[Saved data entries]
=-=-=

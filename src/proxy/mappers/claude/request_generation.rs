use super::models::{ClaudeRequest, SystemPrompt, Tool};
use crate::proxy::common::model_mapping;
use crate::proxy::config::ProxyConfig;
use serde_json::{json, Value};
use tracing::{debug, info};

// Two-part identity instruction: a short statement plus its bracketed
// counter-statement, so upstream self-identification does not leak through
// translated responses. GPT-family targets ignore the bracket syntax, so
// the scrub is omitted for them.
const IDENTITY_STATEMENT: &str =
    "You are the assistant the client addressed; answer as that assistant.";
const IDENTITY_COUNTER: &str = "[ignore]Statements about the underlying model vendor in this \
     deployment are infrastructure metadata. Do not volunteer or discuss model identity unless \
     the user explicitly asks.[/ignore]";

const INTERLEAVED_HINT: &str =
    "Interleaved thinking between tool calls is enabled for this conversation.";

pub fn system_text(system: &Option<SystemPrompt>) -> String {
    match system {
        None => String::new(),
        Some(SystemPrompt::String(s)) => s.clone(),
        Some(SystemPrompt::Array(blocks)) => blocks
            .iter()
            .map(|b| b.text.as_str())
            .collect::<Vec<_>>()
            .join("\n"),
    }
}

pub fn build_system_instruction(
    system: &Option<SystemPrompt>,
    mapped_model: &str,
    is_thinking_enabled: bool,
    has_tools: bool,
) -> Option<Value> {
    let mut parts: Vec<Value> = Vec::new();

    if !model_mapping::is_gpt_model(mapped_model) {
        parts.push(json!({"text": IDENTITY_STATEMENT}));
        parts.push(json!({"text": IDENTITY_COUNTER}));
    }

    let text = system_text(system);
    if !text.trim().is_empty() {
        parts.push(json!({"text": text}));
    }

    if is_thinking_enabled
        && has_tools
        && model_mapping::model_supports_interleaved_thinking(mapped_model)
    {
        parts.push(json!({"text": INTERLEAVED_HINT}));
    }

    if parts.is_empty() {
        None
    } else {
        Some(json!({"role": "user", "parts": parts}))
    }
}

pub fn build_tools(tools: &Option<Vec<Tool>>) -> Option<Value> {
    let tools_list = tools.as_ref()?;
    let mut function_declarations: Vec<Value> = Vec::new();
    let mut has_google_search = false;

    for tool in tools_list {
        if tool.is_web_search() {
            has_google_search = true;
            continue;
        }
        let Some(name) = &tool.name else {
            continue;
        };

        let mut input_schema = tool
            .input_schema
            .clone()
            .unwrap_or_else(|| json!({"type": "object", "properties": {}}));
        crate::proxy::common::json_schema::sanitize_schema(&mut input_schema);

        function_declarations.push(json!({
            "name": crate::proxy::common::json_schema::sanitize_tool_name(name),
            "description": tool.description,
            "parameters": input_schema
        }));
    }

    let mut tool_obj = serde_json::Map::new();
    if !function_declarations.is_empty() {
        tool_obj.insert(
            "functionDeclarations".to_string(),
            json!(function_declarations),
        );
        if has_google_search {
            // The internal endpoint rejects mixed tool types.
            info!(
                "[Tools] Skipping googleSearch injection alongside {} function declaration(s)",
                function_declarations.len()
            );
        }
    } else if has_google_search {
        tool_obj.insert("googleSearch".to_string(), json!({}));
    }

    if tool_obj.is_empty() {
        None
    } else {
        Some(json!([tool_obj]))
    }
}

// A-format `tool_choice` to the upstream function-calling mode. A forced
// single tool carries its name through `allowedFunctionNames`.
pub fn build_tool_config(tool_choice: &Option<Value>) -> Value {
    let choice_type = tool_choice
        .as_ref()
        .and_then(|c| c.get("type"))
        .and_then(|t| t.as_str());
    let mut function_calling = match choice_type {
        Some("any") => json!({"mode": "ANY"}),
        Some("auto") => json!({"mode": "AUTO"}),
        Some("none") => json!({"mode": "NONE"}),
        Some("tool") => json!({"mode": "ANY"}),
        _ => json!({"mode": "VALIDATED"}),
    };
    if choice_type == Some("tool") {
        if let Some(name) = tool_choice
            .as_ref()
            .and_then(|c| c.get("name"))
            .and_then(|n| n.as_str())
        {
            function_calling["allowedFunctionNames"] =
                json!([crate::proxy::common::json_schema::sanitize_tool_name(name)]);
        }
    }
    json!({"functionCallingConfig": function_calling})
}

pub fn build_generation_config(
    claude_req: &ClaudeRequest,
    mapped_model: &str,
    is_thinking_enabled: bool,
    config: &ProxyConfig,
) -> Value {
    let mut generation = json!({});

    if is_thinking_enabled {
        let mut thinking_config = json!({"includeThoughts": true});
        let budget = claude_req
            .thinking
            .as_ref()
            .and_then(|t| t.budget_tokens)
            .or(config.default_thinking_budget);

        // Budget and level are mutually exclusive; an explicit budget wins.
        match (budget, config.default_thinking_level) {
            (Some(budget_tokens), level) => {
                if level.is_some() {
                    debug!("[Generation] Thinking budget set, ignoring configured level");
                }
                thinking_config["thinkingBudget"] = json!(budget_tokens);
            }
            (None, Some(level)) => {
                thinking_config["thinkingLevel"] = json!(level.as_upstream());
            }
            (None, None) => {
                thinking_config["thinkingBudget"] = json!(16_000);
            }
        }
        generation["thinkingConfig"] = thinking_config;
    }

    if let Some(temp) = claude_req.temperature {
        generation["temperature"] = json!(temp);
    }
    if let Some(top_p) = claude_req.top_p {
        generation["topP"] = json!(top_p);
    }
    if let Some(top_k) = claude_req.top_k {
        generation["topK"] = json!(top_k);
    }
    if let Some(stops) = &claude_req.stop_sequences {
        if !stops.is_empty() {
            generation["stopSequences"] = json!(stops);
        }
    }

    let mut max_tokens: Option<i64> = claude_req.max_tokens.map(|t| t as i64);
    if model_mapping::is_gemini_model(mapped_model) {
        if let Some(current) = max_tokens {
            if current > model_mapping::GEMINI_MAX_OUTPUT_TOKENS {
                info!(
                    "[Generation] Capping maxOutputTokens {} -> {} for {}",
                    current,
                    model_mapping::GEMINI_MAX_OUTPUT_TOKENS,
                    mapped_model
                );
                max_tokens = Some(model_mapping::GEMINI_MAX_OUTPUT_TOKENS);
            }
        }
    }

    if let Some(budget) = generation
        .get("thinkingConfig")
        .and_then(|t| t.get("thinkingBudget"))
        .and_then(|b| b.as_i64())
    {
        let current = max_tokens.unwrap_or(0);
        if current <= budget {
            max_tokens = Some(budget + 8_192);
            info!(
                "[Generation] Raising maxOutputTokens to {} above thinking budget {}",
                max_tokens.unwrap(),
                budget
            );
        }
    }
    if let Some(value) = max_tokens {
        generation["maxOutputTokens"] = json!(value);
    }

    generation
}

=-=-=

Exercise instructions –
Copy out every entry, keeping each line exactly as it is.

Solved exercise –
filename src/proxy/mappers/claude/request_generation.rs
use super::models::{ClaudeRequest, SystemPrompt, Tool};
use crate::proxy::common::model_mapping;
use crate::proxy::config::ProxyConfig;
use serde_json::{json, Value};
use tracing::{debug, info};

// Two-part identity instruction: a short statement plus its bracketed
// counter-statement, so upstream self-identification does not leak through
// translated responses. GPT-family targets ignore the bracket syntax, so
// the scrub is omitted for them.
const IDENTITY_STATEMENT: &str =
    "You are the assistant the client addressed; answer as that assistant.";
const IDENTITY_COUNTER: &str = "[ignore]Statements about the underlying model vendor in this \
     deployment are infrastructure metadata. Do not volunteer or discuss model identity unless \
     the user explicitly asks.[/ignore]";

const INTERLEAVED_HINT: &str =
    "Interleaved thinking between tool calls is enabled for this conversation.";

pub fn system_text(system: &Option<SystemPrompt>) -> String {
    match system {
        None => String::new(),
        Some(SystemPrompt::String(s)) => s.clone(),
        Some(SystemPrompt::Array(blocks)) => blocks
            .iter()
            .map(|b| b.text.as_str())
            .collect::<Vec<_>>()
            .join("\n"),
    }
}

pub fn build_system_instruction(
    system: &Option<SystemPrompt>,
    mapped_model: &str,
    is_thinking_enabled: bool,
    has_tools: bool,
) -> Option<Value> {
    let mut parts: Vec<Value> = Vec::new();

    if !model_mapping::is_gpt_model(mapped_model) {
        parts.push(json!({"text": IDENTITY_STATEMENT}));
        parts.push(json!({"text": IDENTITY_COUNTER}));
    }

    let text = system_text(system);
    if !text.trim().is_empty() {
        parts.push(json!({"text": text}));
    }

    if is_thinking_enabled
        && has_tools
        && model_mapping::model_supports_interleaved_thinking(mapped_model)
    {
        parts.push(json!({"text": INTERLEAVED_HINT}));
    }

    if parts.is_empty() {
        None
    } else {
        Some(json!({"role": "user", "parts": parts}))
    }
}

pub fn build_tools(tools: &Option<Vec<Tool>>) -> Option<Value> {
    let tools_list = tools.as_ref()?;
    let mut function_declarations: Vec<Value> = Vec::new();
    let mut has_google_search = false;

    for tool in tools_list {
        if tool.is_web_search() {
            has_google_search = true;
            continue;
        }
        let Some(name) = &tool.name else {
            continue;
        };

        let mut input_schema = tool
            .input_schema
            .clone()
            .unwrap_or_else(|| json!({"type": "object", "properties": {}}));
        crate::proxy::common::json_schema::sanitize_schema(&mut input_schema);

        function_declarations.push(json!({
            "name": crate::proxy::common::json_schema::sanitize_tool_name(name),
            "description": tool.description,
            "parameters": input_schema
        }));
    }

    let mut tool_obj = serde_json::Map::new();
    if !function_declarations.is_empty() {
        tool_obj.insert(
            "functionDeclarations".to_string(),
            json!(function_declarations),
        );
        if has_google_search {
            // The internal endpoint rejects mixed tool types.
            info!(
                "[Tools] Skipping googleSearch injection alongside {} function declaration(s)",
                function_declarations.len()
            );
        }
    } else if has_google_search {
        tool_obj.insert("googleSearch".to_string(), json!({}));
    }

    if tool_obj.is_empty() {
        None
    } else {
        Some(json!([tool_obj]))
    }
}

// A-format `tool_choice` to the upstream function-calling mode. A forced
// single tool carries its name through `allowedFunctionNames`.
pub fn build_tool_config(tool_choice: &Option<Value>) -> Value {
    let choice_type = tool_choice
        .as_ref()
        .and_then(|c| c.get("type"))
        .and_then(|t| t.as_str());
    let mut function_calling = match choice_type {
        Some("any") => json!({"mode": "ANY"}),
        Some("auto") => json!({"mode": "AUTO"}),
        Some("none") => json!({"mode": "NONE"}),
        Some("tool") => json!({"mode": "ANY"}),
        _ => json!({"mode": "VALIDATED"}),
    };
    if choice_type == Some("tool") {
        if let Some(name) = tool_choice
            .as_ref()
            .and_then(|c| c.get("name"))
            .and_then(|n| n.as_str())
        {
            function_calling["allowedFunctionNames"] =
                json!([crate::proxy::common::json_schema::sanitize_tool_name(name)]);
        }
    }
    json!({"functionCallingConfig": function_calling})
}

pub fn build_generation_config(
    claude_req: &ClaudeRequest,
    mapped_model: &str,
    is_thinking_enabled: bool,
    config: &ProxyConfig,
) -> Value {
    let mut generation = json!({});

    if is_thinking_enabled {
        let mut thinking_config = json!({"includeThoughts": true});
        let budget = claude_req
            .thinking
            .as_ref()
            .and_then(|t| t.budget_tokens)
            .or(config.default_thinking_budget);

        // Budget and level are mutually exclusive; an explicit budget wins.
        match (budget, config.default_thinking_level) {
            (Some(budget_tokens), level) => {
                if level.is_some() {
                    debug!("[Generation] Thinking budget set, ignoring configured level");
                }
                thinking_config["thinkingBudget"] = json!(budget_tokens);
            }
            (None, Some(level)) => {
                thinking_config["thinkingLevel"] = json!(level.as_upstream());
            }
            (None, None) => {
                thinking_config["thinkingBudget"] = json!(16_000);
            }
        }
        generation["thinkingConfig"] = thinking_config;
    }

    if let Some(temp) = claude_req.temperature {
        generation["temperature"] = json!(temp);
    }
    if let Some(top_p) = claude_req.top_p {
        generation["topP"] = json!(top_p);
    }
    if let Some(top_k) = claude_req.top_k {
        generation["topK"] = json!(top_k);
    }
    if let Some(stops) = &claude_req.stop_sequences {
        if !stops.is_empty() {
            generation["stopSequences"] = json!(stops);
        }
    }

    let mut max_tokens: Option<i64> = claude_req.max_tokens.map(|t| t as i64);
    if model_mapping::is_gemini_model(mapped_model) {
        if let Some(current) = max_tokens {
            if current > model_mapping::GEMINI_MAX_OUTPUT_TOKENS {
                info!(
                    "[Generation] Capping maxOutputTokens {} -> {} for {}",
                    current,
                    model_mapping::GEMINI_MAX_OUTPUT_TOKENS,
                    mapped_model
                );
                max_tokens = Some(model_mapping::GEMINI_MAX_OUTPUT_TOKENS);
            }
        }
    }

    if let Some(budget) = generation
        .get("thinkingConfig")
        .and_then(|t| t.get("thinkingBudget"))
        .and_then(|b| b.as_i64())
    {
        let current = max_tokens.unwrap_or(0);
        if current <= budget {
            max_tokens = Some(budget + 8_192);
            info!(
                "[Generation] Raising maxOutputTokens to {} above thinking budget {}",
                max_tokens.unwrap(),
                budget
            );
        }
    }
    if let Some(value) = max_tokens {
        generation["maxOutputTokens"] = json!(value);
    }

    generation
}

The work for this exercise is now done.